Dataset entries
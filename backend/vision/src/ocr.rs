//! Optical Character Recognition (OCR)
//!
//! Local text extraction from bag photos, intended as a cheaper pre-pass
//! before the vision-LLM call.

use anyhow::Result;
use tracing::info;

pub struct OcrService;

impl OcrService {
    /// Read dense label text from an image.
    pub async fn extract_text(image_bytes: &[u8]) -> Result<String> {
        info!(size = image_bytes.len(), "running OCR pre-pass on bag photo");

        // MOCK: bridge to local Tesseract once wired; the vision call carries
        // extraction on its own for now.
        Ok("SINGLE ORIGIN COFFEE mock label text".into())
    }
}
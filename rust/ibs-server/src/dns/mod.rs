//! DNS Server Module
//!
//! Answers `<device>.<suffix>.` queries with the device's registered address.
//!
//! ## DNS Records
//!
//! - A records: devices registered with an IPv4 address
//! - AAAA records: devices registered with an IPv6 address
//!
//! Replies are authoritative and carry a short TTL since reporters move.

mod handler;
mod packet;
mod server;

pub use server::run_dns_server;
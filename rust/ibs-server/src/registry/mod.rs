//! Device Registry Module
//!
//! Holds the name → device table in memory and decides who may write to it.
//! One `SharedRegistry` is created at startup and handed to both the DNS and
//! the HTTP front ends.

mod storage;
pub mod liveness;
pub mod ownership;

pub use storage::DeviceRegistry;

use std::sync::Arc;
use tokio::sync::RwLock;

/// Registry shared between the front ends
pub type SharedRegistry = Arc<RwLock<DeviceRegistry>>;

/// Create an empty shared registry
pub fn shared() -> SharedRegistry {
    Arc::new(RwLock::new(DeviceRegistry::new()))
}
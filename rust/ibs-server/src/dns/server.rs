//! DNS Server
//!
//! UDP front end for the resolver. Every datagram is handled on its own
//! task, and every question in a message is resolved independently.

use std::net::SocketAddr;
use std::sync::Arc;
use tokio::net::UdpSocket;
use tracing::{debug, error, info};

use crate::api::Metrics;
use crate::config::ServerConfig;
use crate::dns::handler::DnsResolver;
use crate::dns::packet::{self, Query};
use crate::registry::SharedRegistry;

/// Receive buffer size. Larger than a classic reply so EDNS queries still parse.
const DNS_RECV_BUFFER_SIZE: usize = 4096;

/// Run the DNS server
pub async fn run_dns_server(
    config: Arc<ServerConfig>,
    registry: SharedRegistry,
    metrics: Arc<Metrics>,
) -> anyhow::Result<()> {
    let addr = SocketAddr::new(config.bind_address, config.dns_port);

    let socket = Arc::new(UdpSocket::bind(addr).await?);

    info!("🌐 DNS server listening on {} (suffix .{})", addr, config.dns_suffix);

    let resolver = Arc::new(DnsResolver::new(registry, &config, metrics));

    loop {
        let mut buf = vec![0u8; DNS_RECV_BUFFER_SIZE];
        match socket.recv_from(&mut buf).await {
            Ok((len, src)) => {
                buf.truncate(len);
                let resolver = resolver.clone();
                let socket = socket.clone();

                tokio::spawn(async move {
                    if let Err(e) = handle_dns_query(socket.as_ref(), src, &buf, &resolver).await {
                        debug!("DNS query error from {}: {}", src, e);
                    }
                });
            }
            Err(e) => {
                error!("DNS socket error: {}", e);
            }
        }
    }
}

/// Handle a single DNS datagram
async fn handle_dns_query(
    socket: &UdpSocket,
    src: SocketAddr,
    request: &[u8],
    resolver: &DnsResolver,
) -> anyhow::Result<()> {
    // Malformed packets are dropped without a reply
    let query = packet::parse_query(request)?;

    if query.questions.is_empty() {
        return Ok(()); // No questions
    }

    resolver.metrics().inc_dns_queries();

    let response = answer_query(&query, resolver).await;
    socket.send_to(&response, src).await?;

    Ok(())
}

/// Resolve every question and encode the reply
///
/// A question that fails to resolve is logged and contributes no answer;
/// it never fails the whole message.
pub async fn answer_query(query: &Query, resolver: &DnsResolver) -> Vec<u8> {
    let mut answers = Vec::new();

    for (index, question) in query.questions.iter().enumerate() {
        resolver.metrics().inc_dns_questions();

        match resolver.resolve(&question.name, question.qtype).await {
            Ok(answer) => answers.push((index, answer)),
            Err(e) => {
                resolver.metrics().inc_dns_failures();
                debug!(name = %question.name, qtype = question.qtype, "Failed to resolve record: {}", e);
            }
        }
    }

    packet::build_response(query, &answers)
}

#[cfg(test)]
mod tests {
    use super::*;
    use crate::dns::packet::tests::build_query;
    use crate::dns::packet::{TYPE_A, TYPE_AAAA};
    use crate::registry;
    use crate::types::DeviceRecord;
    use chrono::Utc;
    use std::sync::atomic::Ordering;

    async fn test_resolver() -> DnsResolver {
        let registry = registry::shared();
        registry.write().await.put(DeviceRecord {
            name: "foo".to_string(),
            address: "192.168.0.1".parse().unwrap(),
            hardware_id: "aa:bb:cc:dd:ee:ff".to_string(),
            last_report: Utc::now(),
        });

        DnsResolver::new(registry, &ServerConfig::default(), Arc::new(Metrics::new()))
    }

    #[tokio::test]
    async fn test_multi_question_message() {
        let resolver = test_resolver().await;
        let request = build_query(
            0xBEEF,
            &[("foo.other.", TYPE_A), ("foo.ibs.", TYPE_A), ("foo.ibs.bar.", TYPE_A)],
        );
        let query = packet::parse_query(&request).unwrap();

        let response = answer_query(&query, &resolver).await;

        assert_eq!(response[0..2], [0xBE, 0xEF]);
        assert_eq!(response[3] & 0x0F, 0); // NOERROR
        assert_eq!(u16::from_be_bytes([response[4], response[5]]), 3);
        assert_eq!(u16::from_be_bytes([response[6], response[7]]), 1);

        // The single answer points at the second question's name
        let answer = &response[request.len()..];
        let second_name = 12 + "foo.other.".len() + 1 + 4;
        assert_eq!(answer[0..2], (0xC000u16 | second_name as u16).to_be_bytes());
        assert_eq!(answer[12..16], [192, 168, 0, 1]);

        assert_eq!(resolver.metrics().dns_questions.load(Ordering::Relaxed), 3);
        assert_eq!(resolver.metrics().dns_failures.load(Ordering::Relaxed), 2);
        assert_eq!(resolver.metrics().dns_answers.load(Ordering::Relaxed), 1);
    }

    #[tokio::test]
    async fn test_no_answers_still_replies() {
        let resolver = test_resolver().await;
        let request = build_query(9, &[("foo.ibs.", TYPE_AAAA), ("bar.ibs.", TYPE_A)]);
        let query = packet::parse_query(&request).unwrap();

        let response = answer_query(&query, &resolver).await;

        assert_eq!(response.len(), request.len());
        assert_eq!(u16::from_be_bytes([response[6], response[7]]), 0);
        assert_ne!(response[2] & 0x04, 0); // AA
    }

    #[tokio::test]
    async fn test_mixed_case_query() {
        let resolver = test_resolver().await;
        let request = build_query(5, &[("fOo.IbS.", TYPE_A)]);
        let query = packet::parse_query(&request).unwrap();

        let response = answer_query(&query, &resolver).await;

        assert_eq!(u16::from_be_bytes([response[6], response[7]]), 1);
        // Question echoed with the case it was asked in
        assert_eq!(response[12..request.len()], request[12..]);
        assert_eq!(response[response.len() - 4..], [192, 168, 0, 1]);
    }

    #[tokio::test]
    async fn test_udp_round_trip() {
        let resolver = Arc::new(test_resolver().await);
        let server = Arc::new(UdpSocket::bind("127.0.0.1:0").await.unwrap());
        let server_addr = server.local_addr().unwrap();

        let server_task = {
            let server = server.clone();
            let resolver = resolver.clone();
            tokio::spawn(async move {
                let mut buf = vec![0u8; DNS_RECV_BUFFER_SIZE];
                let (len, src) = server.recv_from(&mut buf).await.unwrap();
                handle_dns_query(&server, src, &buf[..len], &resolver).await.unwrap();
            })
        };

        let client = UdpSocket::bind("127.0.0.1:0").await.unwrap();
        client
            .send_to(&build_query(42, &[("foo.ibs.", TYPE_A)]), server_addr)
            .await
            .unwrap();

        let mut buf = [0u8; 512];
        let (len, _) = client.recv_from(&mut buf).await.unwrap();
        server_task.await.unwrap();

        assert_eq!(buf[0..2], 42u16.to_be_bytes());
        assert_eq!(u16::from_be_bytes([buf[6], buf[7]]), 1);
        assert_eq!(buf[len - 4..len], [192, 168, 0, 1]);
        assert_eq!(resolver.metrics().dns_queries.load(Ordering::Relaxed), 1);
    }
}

YOUR ASSIGNMENT: Collect each line of the entries that has the word "reply", copying it in full.

YOUR SOLUTION:
/// Receive buffer size. Larger than a classic reply so EDNS queries still parse.
    // Malformed packets are dropped without a reply
/// Resolve every question and encode the reply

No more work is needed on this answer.